Invalidità civile, l’INPS snellisce il ripristino degli assegni

Giovedì, 28 Maggio 2026
I chiarimenti in un documento dell’Istituto. Chi perde il sussidio per motivi economici potrà riattivarlo senza ripetere l’accertamento sanitario.

Le prestazioni economiche connesse all’invalidità civile, sordità e cecità (es. assegno mensile, pensione di inabilità civile, indennità di frequenza, eccetera) se respinte, revocate o sospese esclusivamente per ragioni legate al reddito o ai requisiti socio-economici, potranno essere ripristinate a domanda senza bisogno di una nuova valutazione sanitaria. Lo rende noto l’Inps nel messaggio n. 1791/2026 in cui spiega che basterà presentare istanza di ripristino utilizzando il modello "AP93" (disponibile sul sito dell'INPS). In tal caso la prestazione sarà ripristinata dal mese successivo alla domanda.

Domande respinte

Si tratta in primo luogo delle domande respinte per il superamento delle soglie di reddito o per mancanza di altri requisiti amministrativi. Se in un secondo momento la situazione economica del cittadino peggiora, rientrando nei limiti di legge, il cittadino non dovrà ripetere l’iter di accertamento sanitario. Basterà, infatti, presentare un’istanza di ripristino utilizzando il modello "AP93" (disponibile sul sito dell'INPS).

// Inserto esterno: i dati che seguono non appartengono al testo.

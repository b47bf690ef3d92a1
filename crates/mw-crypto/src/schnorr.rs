//! Schnorr signatures over secp256k1.
//!
//! The wire form is (R.x, s), 64 bytes. The challenge is
//! `e = SHA-256(R.x || compressed(P) || msg)` and verification checks
//! `s·G == R + e·P`. Only the x coordinate of R travels, so the check is
//! performed as `(s·G − e·P).x == R.x`, which is parity-agnostic.

use crate::commit::Commitment;
use crate::CryptoError;
use k256::elliptic_curve::ops::Reduce;
use k256::elliptic_curve::sec1::ToEncodedPoint;
use k256::elliptic_curve::Field;
use k256::{ProjectivePoint, Scalar, U256};
use rand::rngs::OsRng;
use sha2::{Digest, Sha256};

/// Serialized signature size.
pub const SIGNATURE_SIZE: usize = 64;

/// A 64-byte (R.x, s) signature.
#[derive(Clone, Copy, PartialEq, Eq)]
pub struct Signature(pub [u8; SIGNATURE_SIZE]);

impl Signature {
    /// Wrap raw signature bytes.
    pub fn from_bytes(bytes: [u8; SIGNATURE_SIZE]) -> Self {
        Self(bytes)
    }

    /// The serialized bytes.
    pub fn as_bytes(&self) -> &[u8; SIGNATURE_SIZE] {
        &self.0
    }
}

impl std::fmt::Debug for Signature {
    fn fmt(&self, f: &mut std::fmt::Formatter<'_>) -> std::fmt::Result {
        for b in &self.0 {
            write!(f, "{:02x}", b)?;
        }
        Ok(())
    }
}

/// The 32-byte kernel signing message: 16 zero bytes, the fee and the lock
/// height as big-endian u64s.
pub fn kernel_message(fee: u64, lock_height: u64) -> [u8; 32] {
    let mut msg = [0u8; 32];
    msg[16..24].copy_from_slice(&fee.to_be_bytes());
    msg[24..32].copy_from_slice(&lock_height.to_be_bytes());
    msg
}

fn challenge(r_x: &[u8; 32], pubkey: &ProjectivePoint, msg: &[u8; 32]) -> Scalar {
    let compressed = pubkey.to_affine().to_encoded_point(true);

    let mut hasher = Sha256::new();
    hasher.update(r_x);
    hasher.update(compressed.as_bytes());
    hasher.update(msg);
    let digest: [u8; 32] = hasher.finalize().into();

    <Scalar as Reduce<U256>>::reduce_bytes(&digest.into())
}

fn x_bytes(point: &ProjectivePoint) -> [u8; 32] {
    let encoded = point.to_affine().to_encoded_point(true);
    encoded.as_bytes()[1..].try_into().expect("32-byte x coordinate")
}

/// Sign `msg` with the private key `secret`.
///
/// The prover commits to a random `R = k·G`, derives the challenge from R.x
/// and the public key, and returns `s = k + e·x`.
pub fn sign(secret: &Scalar, msg: &[u8; 32]) -> Signature {
    let pubkey = ProjectivePoint::GENERATOR * secret;

    let k = Scalar::random(&mut OsRng);
    let r = ProjectivePoint::GENERATOR * k;
    let r_x = x_bytes(&r);

    let e = challenge(&r_x, &pubkey, msg);
    let s = k + e * secret;

    let mut bytes = [0u8; SIGNATURE_SIZE];
    bytes[..32].copy_from_slice(&r_x);
    bytes[32..].copy_from_slice(&s.to_bytes());
    Signature(bytes)
}

/// Verify that `sig` signs `msg` under `pubkey`.
pub fn verify(pubkey: &ProjectivePoint, msg: &[u8; 32], sig: &Signature) -> bool {
    let r_x: [u8; 32] = sig.0[..32].try_into().expect("fixed slice length");
    let s_bytes: [u8; 32] = sig.0[32..].try_into().expect("fixed slice length");
    let s = <Scalar as Reduce<U256>>::reduce_bytes(&s_bytes.into());

    let e = challenge(&r_x, pubkey, msg);

    // R' = s·G − e·P must reproduce the committed x coordinate.
    let r = ProjectivePoint::GENERATOR * s - pubkey * &e;
    if r == ProjectivePoint::IDENTITY {
        return false;
    }

    x_bytes(&r) == r_x
}

/// Verify a kernel excess signature, with the excess commitment standing in
/// for the public key.
pub fn verify_excess(
    excess: &Commitment,
    msg: &[u8; 32],
    sig: &Signature,
) -> Result<bool, CryptoError> {
    let pubkey = excess.to_point()?;
    Ok(verify(&pubkey, msg, sig))
}

#[cfg(test)]
mod tests {
    use super::*;

    #[test]
    fn sign_verify_roundtrip() {
        let secret = Scalar::from(8u64);
        let pubkey = ProjectivePoint::GENERATOR * secret;
        let msg = [0u8; 32];

        let sig = sign(&secret, &msg);
        assert!(verify(&pubkey, &msg, &sig));
    }

    #[test]
    fn bit_flips_break_verification() {
        let secret = Scalar::from(0xdead_beefu64);
        let pubkey = ProjectivePoint::GENERATOR * secret;
        let msg = kernel_message(7, 11);

        let sig = sign(&secret, &msg);
        assert!(verify(&pubkey, &msg, &sig));

        for bit in [0usize, 77, 200, 511] {
            let mut tampered = *sig.as_bytes();
            tampered[bit / 8] ^= 1 << (bit % 8);
            assert!(!verify(&pubkey, &msg, &Signature::from_bytes(tampered)));
        }

        for bit in [0usize, 100, 255] {
            let mut tampered = msg;
            tampered[bit / 8] ^= 1 << (bit % 8);
            assert!(!verify(&pubkey, &tampered, &sig));
        }
    }

    #[test]
    fn kernel_excess_vector() {
        let excess_bytes: [u8; 33] =
            hex::decode("092095ceab2c20f9a6109a7b0add8d488b3838dcc007c77a43cbe99a14a81b62e8")
                .unwrap()
                .try_into()
                .unwrap();
        let sig_bytes: [u8; 64] = hex::decode(
            "804b2ed798221e8f4c139daeedeab487221be33db1adf9e129928564e1702b02\
             fbbacaf4cbe4c4b122a9b39d2a7625b9254e43eeade171e9ccafda6dd8538acc",
        )
        .unwrap()
        .try_into()
        .unwrap();

        let excess = Commitment::from_bytes(excess_bytes);
        let msg = kernel_message(2, 0);
        let sig = Signature::from_bytes(sig_bytes);

        assert!(verify_excess(&excess, &msg, &sig).unwrap());

        // Any other fee fails.
        assert!(!verify_excess(&excess, &kernel_message(3, 0), &sig).unwrap());
    }

    #[test]
    fn kernel_message_layout() {
        let msg = kernel_message(2, 0);
        assert_eq!(&msg[..16], &[0u8; 16]);
        assert_eq!(&msg[16..24], &2u64.to_be_bytes());
        assert_eq!(&msg[24..], &0u64.to_be_bytes());
    }
}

In attesa del completamento della procedura telematica, questo modulo va inoltrato via PEC alla struttura INPS territorialmente competente, allegando il modello "AP70" e il vecchio verbale sanitario ancora in corso di validità (necessario in allegato solo se rilasciato da enti diversi dall'INPS prima del 1° gennaio 2010). Se i requisiti sussistono, l'assegno decorrerà dal mese successivo alla domanda salvaguardando il valore del verbale sanitario pregresso.

Domande revocate

Idem in caso di revoca della prestazione economica. È l'esempio tipico del disabile che si sia trasferito all'estero per più di un anno o che abbia beneficiato temporaneamente di un altro trattamento pensionistico incompatibile. Qualora il cittadino torni in possesso dei requisiti necessari per l'assegno assistenziale, l'inoltro dei moduli AP93 e AP70 garantirà il ripristino dei pagamenti dal mese successivo alla domanda.

Domande Sospese

Il terzo scenario riguarda le sospensioni temporanee della prestazione. Questo accade di frequente a seguito di ricoveri ospedalieri prolungati a carico dello Stato, nel caso in cui venga meno temporaneamente la frequenza a percorsi scolastici o terapeutici, oppure per l'erogazione di redditi una tantum che superano la soglia reddituale annuale.

Per queste situazioni l'INPS prevede una via ancora più rapida: l'interessato deve presentare una domanda telematica di "ricostituzione per motivi documentali". Anche in questo caso non serve alcuna nuova visita e, a differenza di respingimenti e revoche, la prestazione può essere riconosciuta con decorrenza retroattiva, a partire dallo stesso mese in cui si sono nuovamente perfezionate le condizioni socio-economiche.

Verbali blindati

L’Inps ricorda, infine, che con la riforma della disabilità il verbale sanitario avrà validità illimitata nel tempo, riducendo a casi "eccezionali" la revisione medica. Coerentemente con questa impostazione, l'INPS ha di fatto blindato i verbali: anche se l'accertamento sanitario è antecedente di due o più anni rispetto alla domanda di ripristino, i Responsabili dei Centri Medico Legali potranno disporre verifiche straordinarie solo in casi rarissimi e circoscritti per i nuovi verbali, ed esclusivamente in presenza di "palesi contrasti" con le tabelle di legge o con le linee guida dell'Istituto per i verbali antecedenti alla riforma.

Quanto basta per rassicurare gli interessati che la domanda di ripristino non stimolerà il riavvio di un iter sanitario concluso molto tempo prima.